<<<<
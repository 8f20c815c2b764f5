//! Session manager (§4.6): `map<ChunkId, Session>` guarded by a
//! max-concurrent-session limit, plus the lease every write session is
//! touched on by `PutBlocks | GetBlock | FlushBlocks | SendBlocks` and
//! which expires the session if nothing touches it for `SessionTimeout`.
//!
//! Grounded on `original_source/.../session_manager.cpp` for the shape
//! (one map, one semaphore, one timeout sweep) and on `pbs-client`'s
//! upload queue for the idiom of using a `tokio::sync::Semaphore` to cap
//! concurrency rather than hand-rolling a counter with a condvar.

use std::collections::HashMap;
use std::sync::atomic::{AtomicBool, Ordering};
use std::sync::{Arc, Mutex};
use std::time::{Duration, Instant};

use anyhow::{Context, Error};
use tokio::sync::{OwnedSemaphorePermit, Semaphore};

use cnode_api_types::{ChunkId, ClusterError, EObjectType};
use cnode_io::Location;

use crate::journal_session::JournalWriteSession;
use crate::memory::MemoryTracker;
use crate::registry::{ChunkRegistry, RegisteredChunk};
use crate::session::BlobWriteSession;

/// A session's renewable lease (§3 "Sessions": "A session's lease MUST be
/// renewed by any `PutBlocks | GetBlock | FlushBlocks | SendBlocks`
/// touch"). Expiry is checked, not pushed — the session manager's sweep
/// loop polls [`Lease::is_expired`] rather than scheduling a timer per
/// session.
pub struct Lease {
    deadline: Mutex<Instant>,
    timeout: Duration,
}

impl Lease {
    pub fn new(timeout: Duration) -> Arc<Self> {
        Arc::new(Self {
            deadline: Mutex::new(Instant::now() + timeout),
            timeout,
        })
    }

    pub fn touch(&self) {
        *self.deadline.lock().unwrap() = Instant::now() + self.timeout;
    }

    pub fn is_expired(&self) -> bool {
        Instant::now() > *self.deadline.lock().unwrap()
    }
}

/// Either session variant the manager tracks, dispatched on the chunk
/// id's object-type tag at `StartSession` time (§4.6).
#[derive(Clone)]
pub enum SessionHandle {
    Blob(Arc<BlobWriteSession>),
    Journal(Arc<JournalWriteSession>),
}

impl SessionHandle {
    pub fn chunk_id(&self) -> ChunkId {
        match self {
            SessionHandle::Blob(s) => s.chunk_id(),
            SessionHandle::Journal(s) => s.chunk_id(),
        }
    }
}

struct Entry {
    handle: SessionHandle,
    location: Arc<Location>,
    lease: Arc<Lease>,
    _permit: OwnedSemaphorePermit,
}

/// Options a caller supplies to `StartSession` (§6 `StartChunk`).
#[derive(Debug, Clone)]
pub struct SessionOptions {
    pub max_window_index: usize,
}

impl Default for SessionOptions {
    fn default() -> Self {
        Self {
            max_window_index: 1 << 20,
        }
    }
}

pub struct SessionManager {
    sessions: Mutex<HashMap<ChunkId, Entry>>,
    semaphore: Arc<Semaphore>,
    session_timeout: Duration,
    registry: Arc<ChunkRegistry>,
    memory_tracker: Arc<MemoryTracker>,
    node_throttler: Arc<cnode_io::Throttler>,
    shutting_down: AtomicBool,
}

impl SessionManager {
    pub fn new(
        max_concurrent_sessions: usize,
        session_timeout: Duration,
        registry: Arc<ChunkRegistry>,
        memory_tracker: Arc<MemoryTracker>,
        node_throttler: Arc<cnode_io::Throttler>,
    ) -> Arc<Self> {
        Arc::new(Self {
            sessions: Mutex::new(HashMap::new()),
            semaphore: Arc::new(Semaphore::new(max_concurrent_sessions)),
            session_timeout,
            registry,
            memory_tracker,
            node_throttler,
            shutting_down: AtomicBool::new(false),
        })
    }

    pub fn get(&self, id: &ChunkId) -> Option<SessionHandle> {
        self.sessions.lock().unwrap().get(id).map(|e| e.handle.clone())
    }

    pub fn active_count(&self) -> usize {
        self.sessions.lock().unwrap().len()
    }

    /// `StartSession(id, options)` (§4.6): allocates a location via
    /// `GetNewChunkLocation`, mints a lease, and constructs the session
    /// variant the id's object-type tag calls for.
    pub async fn start_session(
        self: &Arc<Self>,
        id: ChunkId,
        candidate_locations: &[Arc<Location>],
        options: SessionOptions,
    ) -> Result<SessionHandle, Error> {
        if self.sessions.lock().unwrap().contains_key(&id) {
            anyhow::bail!("session for chunk {id} already exists");
        }

        let permit = self
            .semaphore
            .clone()
            .try_acquire_owned()
            .context("too many concurrent write sessions")?;

        let location = self.registry.get_new_chunk_location(candidate_locations)?;
        location.session_started();

        let lease = Lease::new(self.session_timeout);
        let object_type = id.object_type()?;

        let handle = match object_type {
            EObjectType::Journal => SessionHandle::Journal(JournalWriteSession::new(
                id,
                location.clone(),
                self.registry.clone(),
                self.memory_tracker.clone(),
                lease.clone(),
            )),
            EObjectType::Blob | EObjectType::Erasure | EObjectType::Artifact => {
                let session = BlobWriteSession::new(
                    id,
                    location.clone(),
                    self.registry.clone(),
                    self.memory_tracker.clone(),
                    self.node_throttler.clone(),
                    options.max_window_index,
                    lease.clone(),
                );
                session.start();
                SessionHandle::Blob(session)
            }
        };

        self.sessions.lock().unwrap().insert(
            id,
            Entry {
                handle: handle.clone(),
                location,
                lease,
                _permit: permit,
            },
        );

        Ok(handle)
    }

    /// Removes the session entry unconditionally; all termination paths
    /// (`Finish | Cancel | LeaseExpire`) funnel through here so the map
    /// never retains a dead session (§3 "Sessions").
    fn remove(&self, id: &ChunkId) -> Option<SessionHandle> {
        let entry = self.sessions.lock().unwrap().remove(id)?;
        entry.location.session_finished();
        Some(entry.handle)
    }

    pub async fn finish_blob_session(
        self: &Arc<Self>,
        id: &ChunkId,
        chunk_meta: crate::session::ChunkMeta,
        expected_block_count: usize,
    ) -> Result<Arc<RegisteredChunk>, ClusterError> {
        let handle = self.get(id).ok_or(ClusterError::NoSuchSession)?;
        let SessionHandle::Blob(session) = handle else {
            return Err(ClusterError::NoSuchSession);
        };
        let result = session.finish(chunk_meta, expected_block_count).await;
        self.remove(id);
        result
    }

    pub async fn cancel_session(self: &Arc<Self>, id: &ChunkId, reason: ClusterError) {
        let Some(handle) = self.remove(id) else {
            return;
        };
        match handle {
            SessionHandle::Blob(session) => session.cancel(reason).await,
            SessionHandle::Journal(session) => session.cancel(reason).await,
        }
    }

    pub fn ping_session(&self, id: &ChunkId) -> Result<(), ClusterError> {
        let sessions = self.sessions.lock().unwrap();
        let entry = sessions.get(id).ok_or(ClusterError::NoSuchSession)?;
        entry.lease.touch();
        Ok(())
    }

    /// Runs forever, periodically cancelling any session whose lease has
    /// expired. Intended to be spawned once per data node.
    pub async fn run_lease_sweeper(self: Arc<Self>, interval: Duration) {
        let mut ticker = tokio::time::interval(interval);
        while !self.shutting_down.load(Ordering::SeqCst) {
            ticker.tick().await;
            let expired: Vec<ChunkId> = self
                .sessions
                .lock()
                .unwrap()
                .iter()
                .filter(|(_, entry)| entry.lease.is_expired())
                .map(|(id, _)| *id)
                .collect();

            for id in expired {
                log::warn!("session lease expired for chunk {id}, cancelling");
                self.cancel_session(&id, ClusterError::NoSuchSession).await;
            }
        }
    }

    pub fn shutdown(&self) {
        self.shutting_down.store(true, Ordering::SeqCst);
    }
}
>>>>
What is expected >> From the first line of the listing above through the line that contains "upload queue for", set down each line without alteration, and nothing else.

Response >>
repository 8f20c815c2b764f5
//! Session manager (§4.6): `map<ChunkId, Session>` guarded by a
//! max-concurrent-session limit, plus the lease every write session is
//! touched on by `PutBlocks | GetBlock | FlushBlocks | SendBlocks` and
//! which expires the session if nothing touches it for `SessionTimeout`.
//!
//! Grounded on `original_source/.../session_manager.cpp` for the shape
//! (one map, one semaphore, one timeout sweep) and on `pbs-client`'s
//! upload queue for the idiom of using a `tokio::sync::Semaphore` to cap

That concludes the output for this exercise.